The study included 4,817 infants born at 22-31 weeks gestation. Most were born at a level III hospital after maternal presentation there (68.5%). Approximately 14% were born at a level III hospital after prenatal transfer, and 17% were born at a non-level III hospital.

Infants whose mothers presented initially to level III hospitals for delivery were more likely to be born to non-Hispanic white women than to black or Hispanic mothers.

The 28-day neonatal mortality rate among all infants in the study was almost 12%. Neonatal mortality at 28 days was 10.7% among infants whose mothers presented to level III hospitals, 9.8% in the prenatal transfer group, and 17.3% for infants born in non-level III hospitals. The non-level III birth group had higher odds of mortality than the other groups on the first day and first week as well.

Limitations to the analysis include lack of data on progression of labor at the time a woman was admitted to the hospital; also, not all women presenting to non-level III facilities were necessarily appropriate for transfer. In addition, the researchers were unable to identify the hospitals from which transfers originated.
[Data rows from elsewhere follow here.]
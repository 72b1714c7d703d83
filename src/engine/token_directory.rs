use alloy::primitives::Address;
use anyhow::Result;
use log::{info, warn};
use moka::future::Cache;

use crate::{
    chain::ChainReader,
    db::{models::Token, Store},
    utils::address_to_string,
};

/// Decimals assumed for a token whose `decimals()` call fails.
const DEFAULT_DECIMALS: u8 = 0;

/// Deduplicating registry of token metadata.
///
/// A token is read from chain at most once: lookups go cache, then store,
/// then RPC, and whatever the RPC answered (including fallbacks) is persisted
/// and never refreshed.
pub struct TokenDirectory {
    cache: Cache<String, Token>,
}

impl Default for TokenDirectory {
    fn default() -> Self {
        Self::new()
    }
}

impl TokenDirectory {
    pub fn new() -> Self {
        // Token sets are small and immutable, no TTL needed
        let cache = Cache::builder().max_capacity(10_000).build();

        Self { cache }
    }

    /// Get the token record for `address`, creating it on first sight.
    pub async fn resolve<R: ChainReader, S: Store>(
        &self,
        reader: &R,
        store: &mut S,
        address: Address,
    ) -> Result<Token> {
        let id = address_to_string(address);

        if let Some(token) = self.cache.get(&id).await {
            return Ok(token);
        }

        if let Some(token) = store.load::<Token>(&id).await? {
            self.cache.insert(id, token.clone()).await;
            return Ok(token);
        }

        let metadata = reader.token_metadata(address).await;
        if metadata.decimals.is_none() {
            warn!("Token {} did not answer decimals(), assuming {}", id, DEFAULT_DECIMALS);
        }

        let token = Token::new(
            id.clone(),
            metadata.symbol.unwrap_or_default(),
            metadata.name.unwrap_or_default(),
            metadata.decimals.unwrap_or(DEFAULT_DECIMALS),
        );
        store.upsert(&token).await?;
        info!("Registered token {} ({}, {} decimals)", token.address, token.symbol, token.decimals);

        self.cache.insert(id, token.clone()).await;
        Ok(token)
    }

    /// Resolve every address in order.
    pub async fn resolve_all<R: ChainReader, S: Store>(
        &self,
        reader: &R,
        store: &mut S,
        addresses: &[Address],
    ) -> Result<Vec<Token>> {
        let mut tokens = Vec::with_capacity(addresses.len());
        for address in addresses {
            tokens.push(self.resolve(reader, store, *address).await?);
        }
        Ok(tokens)
    }
}
//! Derived pool metrics: TVL, APY and trade volume.
//!
//! All values are in the pool's common denomination (stableswap pools hold
//! pegged assets), with the one exception of the configured reference token,
//! whose amounts are multiplied by the spot price carried on wrapper events.

use alloy::primitives::U256;
use anyhow::Result;
use bigdecimal::BigDecimal;
use num_traits::Zero;

use crate::{
    config::PricingSettings,
    db::models::Token,
    utils::{address_to_string, parse_address, u256_to_decimal, u256_to_scaled_decimal},
};

/// Fees are fractions over 10^10.
pub const FEE_DENOMINATOR: u64 = 10_000_000_000;

const DAYS_PER_YEAR: u64 = 365;

/// Reference token price correction.
#[derive(Debug, Clone)]
pub struct Pricing {
    /// Lowercase address, comparable with token ids.
    reference_token: String,
    price_decimals: u32,
}

impl Pricing {
    pub fn new(settings: &PricingSettings) -> Result<Self> {
        // Normalizes case and rejects garbage at startup
        let address = parse_address(&settings.reference_token)?;

        Ok(Self {
            reference_token: address_to_string(address),
            price_decimals: settings.price_decimals,
        })
    }

    /// Convert a raw amount of `token` into common units, applying the
    /// reference price when `token` is the reference token and the event
    /// carried a price.
    pub fn value(&self, token: &Token, amount: U256, price: Option<U256>) -> BigDecimal {
        let value = u256_to_decimal(amount, token.decimals);
        match price {
            Some(price) if token.address == self.reference_token => {
                value * u256_to_scaled_decimal(price, self.price_decimals)
            },
            _ => value,
        }
    }
}

impl Default for Pricing {
    fn default() -> Self {
        Self {
            reference_token: PricingSettings::default().reference_token,
            price_decimals: 0,
        }
    }
}

/// Sum of balances in common units. Tokens and balances are paired by
/// position; surplus entries on either side are ignored.
pub fn compute_tvl(
    pricing: &Pricing,
    tokens: &[Token],
    balances: &[U256],
    price: Option<U256>,
) -> BigDecimal {
    tokens
        .iter()
        .zip(balances)
        .fold(BigDecimal::zero(), |tvl, (token, balance)| {
            tvl + pricing.value(token, *balance, price)
        })
}

/// Annualized fee yield from one day of volume: `volume * fee / TVL * 365`.
/// Zero for an empty pool.
pub fn compute_apy(daily_volume: &BigDecimal, swap_fee: &BigDecimal, tvl: &BigDecimal) -> BigDecimal {
    if tvl.is_zero() {
        return BigDecimal::zero();
    }
    let fee_rate = swap_fee / BigDecimal::from(FEE_DENOMINATOR);
    daily_volume * fee_rate / tvl * BigDecimal::from(DAYS_PER_YEAR)
}

/// Volume credited for one trade: the mean of both legs in common units.
pub fn trade_volume(
    pricing: &Pricing,
    sold: (&Token, U256),
    bought: (&Token, U256),
    price: Option<U256>,
) -> BigDecimal {
    let sold = pricing.value(sold.0, sold.1, price);
    let bought = pricing.value(bought.0, bought.1, price);
    (sold + bought) / BigDecimal::from(2)
}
Shah and colleagues concluded that although Illinois and the U.S. continue to fall short of risk-appropriate care goals, there are many opportunities to increase prenatal transfers. A challenge of ensuring risk-appropriate neonatal care is the lack of access to level III hospitals, particularly in rural areas, they suggested. However, coordinating transfers may mitigate risks that come with decreased access to neonatal ICUs in these locations.

Shah and co-authors, as well as Whitham and Dudley, disclosed no relevant relationships with industry.